If that’s the case, it seems you could save a lot of dough by just buying a cotton T-shirt, drenching it in a sink, and throwing it on under your riding jacket. If you are considering that option, might I suggest a fine The Motorcycle Obsession T-shirt, made from 100-percent organic cotton in a renewable-energy-powered factory? Available in three colors, I don’t yet know if a TMO T-shirt can be rehydrated up to 100 times (so far mine has only been through the wash once – we just got the shirts this week), but I’ll bet it can…

Wow! What a great looking T-shirt. And only £19! What a bargain!

Uh, sorry. Got lost on a tangent there. Point is, I don’t quite see how a nylon and “HyperKewl” vest is better than a T-shirt for this particular purpose.

Meanwhile, Harley’s cooling kit vest is the same as the aforementioned soak-it-in-water vest but also has little pockets that hold “non-toxic carbon based phase change cool packs” – what most of us would call ice packs. Personally, I’ve never been so hot that I would have thought to stuff an ice pack down my jacket. But I’m from Texas; I kind of like heat. Additionally, at the moment I live in Britain, where it never gets hot.
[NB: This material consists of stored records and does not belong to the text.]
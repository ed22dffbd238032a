/// Support library every generated page object inherits from.
///
/// Emitted verbatim when `generateBasePage` is set, and written to
/// `pages/base_page.py` by the project writer.
pub const BASE_PAGE_SOURCE: &str = include_str!("../../templates/base_page.py");

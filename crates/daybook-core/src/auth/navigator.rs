use std::fmt;
use std::sync::{Arc, RwLock};

use tracing::debug;

/// The navigation layer's "send the user back to login" action.
///
/// Must be idempotent and callable from any request context.
pub trait Navigator: Send + Sync {
    fn reset_to_login(&self);
}

impl<F> Navigator for F
where
    F: Fn() + Send + Sync,
{
    fn reset_to_login(&self) {
        self()
    }
}

/// Navigator that does nothing, for headless use.
#[derive(Debug, Default, Clone, Copy)]
pub struct NoopNavigator;

impl Navigator for NoopNavigator {
    fn reset_to_login(&self) {}
}

/// A navigator slot the UI fills in once its navigation tree is ready.
///
/// Resets requested before `mount` (or after `unmount`) are dropped.
#[derive(Default)]
pub struct NavigationHandle {
    target: RwLock<Option<Arc<dyn Navigator>>>,
}

impl NavigationHandle {
    pub fn new() -> Self {
        Self::default()
    }

    pub fn mount(&self, navigator: Arc<dyn Navigator>) {
        if let Ok(mut target) = self.target.write() {
            *target = Some(navigator);
        }
    }

    pub fn unmount(&self) {
        if let Ok(mut target) = self.target.write() {
            *target = None;
        }
    }

    pub fn is_ready(&self) -> bool {
        self.target.read().map(|t| t.is_some()).unwrap_or(false)
    }
}

impl Navigator for NavigationHandle {
    fn reset_to_login(&self) {
        // Clone out so the navigator runs without the lock held
        let target = self.target.read().ok().and_then(|t| t.clone());
        match target {
            Some(navigator) => navigator.reset_to_login(),
            None => debug!("Navigation not mounted, ignoring reset to login"),
        }
    }
}

impl fmt::Debug for NavigationHandle {
    fn fmt(&self, f: &mut fmt::Formatter<'_>) -> fmt::Result {
        f.debug_struct("NavigationHandle")
            .field("ready", &self.is_ready())
            .finish()
    }
}
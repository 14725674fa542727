use chrono::{DateTime, Utc};
use serde::{Deserialize, Serialize};

use crate::utils::lenient;

#[derive(Debug, Clone, Serialize, Deserialize)]
#[cfg_attr(feature = "ts", derive(ts_rs::TS))]
#[cfg_attr(feature = "ts", ts(export))]
pub struct Expense {
    pub id: i64,
    pub title: String,
    #[serde(default, deserialize_with = "lenient::option_f64")]
    pub amount: Option<f64>,
    #[serde(default)]
    pub formatted_amount: Option<String>,
    #[serde(default)]
    pub category: Option<String>,
    #[serde(default)]
    pub expense_date: Option<String>,
}

impl Expense {
    pub fn amount_display(&self) -> String {
        match (&self.formatted_amount, self.amount) {
            (Some(formatted), _) => formatted.clone(),
            (None, Some(amount)) => format!("{:.2}", amount),
            (None, None) => "-".to_string(),
        }
    }
}

/// Body for creating or replacing an expense.
#[derive(Debug, Clone, Serialize)]
pub struct ExpenseInput {
    pub title: String,
    pub amount: f64,
    pub category: String,
    pub expense_date: DateTime<Utc>,
}

#[derive(Debug, Clone, Serialize, Deserialize)]
#[cfg_attr(feature = "ts", derive(ts_rs::TS))]
#[cfg_attr(feature = "ts", ts(export))]
pub struct ExpenseCategory {
    pub id: i64,
    pub name: String,
}

/// Response of `/expenses/dashboard`.
#[derive(Debug, Clone, Default, Serialize, Deserialize)]
#[cfg_attr(feature = "ts", derive(ts_rs::TS))]
#[cfg_attr(feature = "ts", ts(export))]
pub struct ExpenseDashboard {
    #[serde(default)]
    pub summary: Option<ExpenseSummary>,
    #[serde(default)]
    pub category_breakdown: Vec<CategoryTotal>,
    #[serde(default)]
    pub recent_expenses: Vec<Expense>,
}

impl ExpenseDashboard {
    pub fn total_display(&self) -> String {
        self.summary
            .as_ref()
            .and_then(|s| s.total_expenses.as_ref())
            .and_then(|t| t.formatted.clone())
            .unwrap_or_else(|| "0.00".to_string())
    }
}

#[derive(Debug, Clone, Default, Serialize, Deserialize)]
#[cfg_attr(feature = "ts", derive(ts_rs::TS))]
#[cfg_attr(feature = "ts", ts(export))]
pub struct ExpenseSummary {
    #[serde(default)]
    pub total_expenses: Option<FormattedAmount>,
}

#[derive(Debug, Clone, Default, Serialize, Deserialize)]
#[cfg_attr(feature = "ts", derive(ts_rs::TS))]
#[cfg_attr(feature = "ts", ts(export))]
pub struct FormattedAmount {
    #[serde(default, deserialize_with = "lenient::option_f64")]
    pub amount: Option<f64>,
    #[serde(default)]
    pub formatted: Option<String>,
}

#[derive(Debug, Clone, Serialize, Deserialize)]
#[cfg_attr(feature = "ts", derive(ts_rs::TS))]
#[cfg_attr(feature = "ts", ts(export))]
pub struct CategoryTotal {
    pub category: String,
    #[serde(default, deserialize_with = "lenient::option_f64")]
    pub total: Option<f64>,
    #[serde(default)]
    pub formatted_total: Option<String>,
}

#[cfg(test)]
mod tests {
    use super::*;

    #[test]
    fn test_parse_dashboard() {
        let json = r#"{
            "summary": {"total_expenses": {"amount": "1520.50", "formatted": "৳1,520.50"}},
            "category_breakdown": [{"category": "food", "total": 820, "formatted_total": "৳820.00"}],
            "recent_expenses": [{"id": 3, "title": "Lunch", "amount": "12.00", "formatted_amount": "৳12.00", "category": "food", "expense_date": "Mar 01, 2025"}]
        }"#;
        let dashboard: ExpenseDashboard = serde_json::from_str(json).unwrap();
        assert_eq!(dashboard.total_display(), "৳1,520.50");
        assert_eq!(dashboard.category_breakdown[0].total, Some(820.0));
        assert_eq!(dashboard.recent_expenses[0].amount, Some(12.0));
        assert_eq!(dashboard.recent_expenses[0].amount_display(), "৳12.00");
    }

    #[test]
    fn test_empty_dashboard() {
        let dashboard: ExpenseDashboard = serde_json::from_str("{}").unwrap();
        assert_eq!(dashboard.total_display(), "0.00");
        assert!(dashboard.recent_expenses.is_empty());
    }

    #[test]
    fn test_amount_display_fallbacks() {
        let expense: Expense = serde_json::from_str(r#"{"id": 1, "title": "x", "amount": 4.5}"#).unwrap();
        assert_eq!(expense.amount_display(), "4.50");
        let expense: Expense = serde_json::from_str(r#"{"id": 1, "title": "x"}"#).unwrap();
        assert_eq!(expense.amount_display(), "-");
    }
}
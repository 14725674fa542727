//! REST API client module for the daybook service.
//!
//! This module provides the `ApiClient` for authenticated calls against the
//! tasks, expenses and notes API, and the `ApiError` failure taxonomy.
//!
//! The API uses bearer token authentication; tokens come from `/login` or
//! `/register` and live in the [`TokenStore`](crate::auth::TokenStore).

pub mod client;
pub mod error;
pub mod request;
mod resources;

pub use client::ApiClient;
pub use error::{ApiError, ErrorKind};
pub use request::{Outcome, RequestOptions, Resource};
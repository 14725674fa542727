//! Durable key-value storage backing the token store.
//!
//! This module provides:
//! - `KeyValueStore`: the string-keyed storage trait
//! - `FileStore`: a JSON file in the platform data directory
//! - `KeyringStore`: OS-level secure storage via keyring
//! - `MemoryStore`: an in-process map for tests and throwaway sessions

pub mod file;
pub mod keyring;
pub mod memory;

use thiserror::Error;
use tracing::warn;

pub use file::FileStore;
pub use self::keyring::KeyringStore;
pub use memory::MemoryStore;

#[derive(Error, Debug)]
pub enum StoreError {
    #[error("Storage I/O failed: {0}")]
    Io(#[from] std::io::Error),

    #[error("Storage file is corrupt: {0}")]
    Corrupt(#[from] serde_json::Error),

    #[error("Keychain error: {0}")]
    Keyring(#[from] ::keyring::Error),

    #[error("Storage lock poisoned")]
    Poisoned,
}

/// String-keyed, string-valued storage that survives process restarts.
///
/// Implementations only need the three single-key operations. Backends that can
/// write several keys in one step override `set_entries` and `remove_entries`;
/// the defaults apply keys one at a time.
pub trait KeyValueStore: Send + Sync {
    fn get(&self, key: &str) -> Result<Option<String>, StoreError>;

    fn set(&self, key: &str, value: &str) -> Result<(), StoreError>;

    /// Remove a key. Removing a key that is not present is not an error.
    fn remove(&self, key: &str) -> Result<(), StoreError>;

    /// Write every entry or none of them.
    ///
    /// When a write fails, every key of the batch is removed again before the
    /// error is returned, so a partial batch never stays behind.
    fn set_entries(&self, entries: &[(&str, &str)]) -> Result<(), StoreError> {
        for (key, value) in entries {
            if let Err(e) = self.set(key, value) {
                for (written, _) in entries {
                    if let Err(undo) = self.remove(written) {
                        warn!(key = %written, error = %undo, "Failed to roll back partial write");
                    }
                }
                return Err(e);
            }
        }
        Ok(())
    }

    fn remove_entries(&self, keys: &[&str]) -> Result<(), StoreError> {
        for key in keys {
            self.remove(key)?;
        }
        Ok(())
    }
}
MORE RELEVANT TO UK READERS: How to Ride in the Rain

I’ve ridden in the United States and continental Europe on days when the temperature reached 38º C (or 100º F) but was content with simply opening my jacket and relying on the somewhat wet T-shirt technique that comes naturally from sweat. Maybe I was doing it wrong, though.

So, I’m interested to know if any of TMO’s readers have experience with cool vests or the like. Are they worth the money? Are they notably more effective than a wet T-shirt?

And for those who ride regularly in hot places, what do you to stay cool on the bike?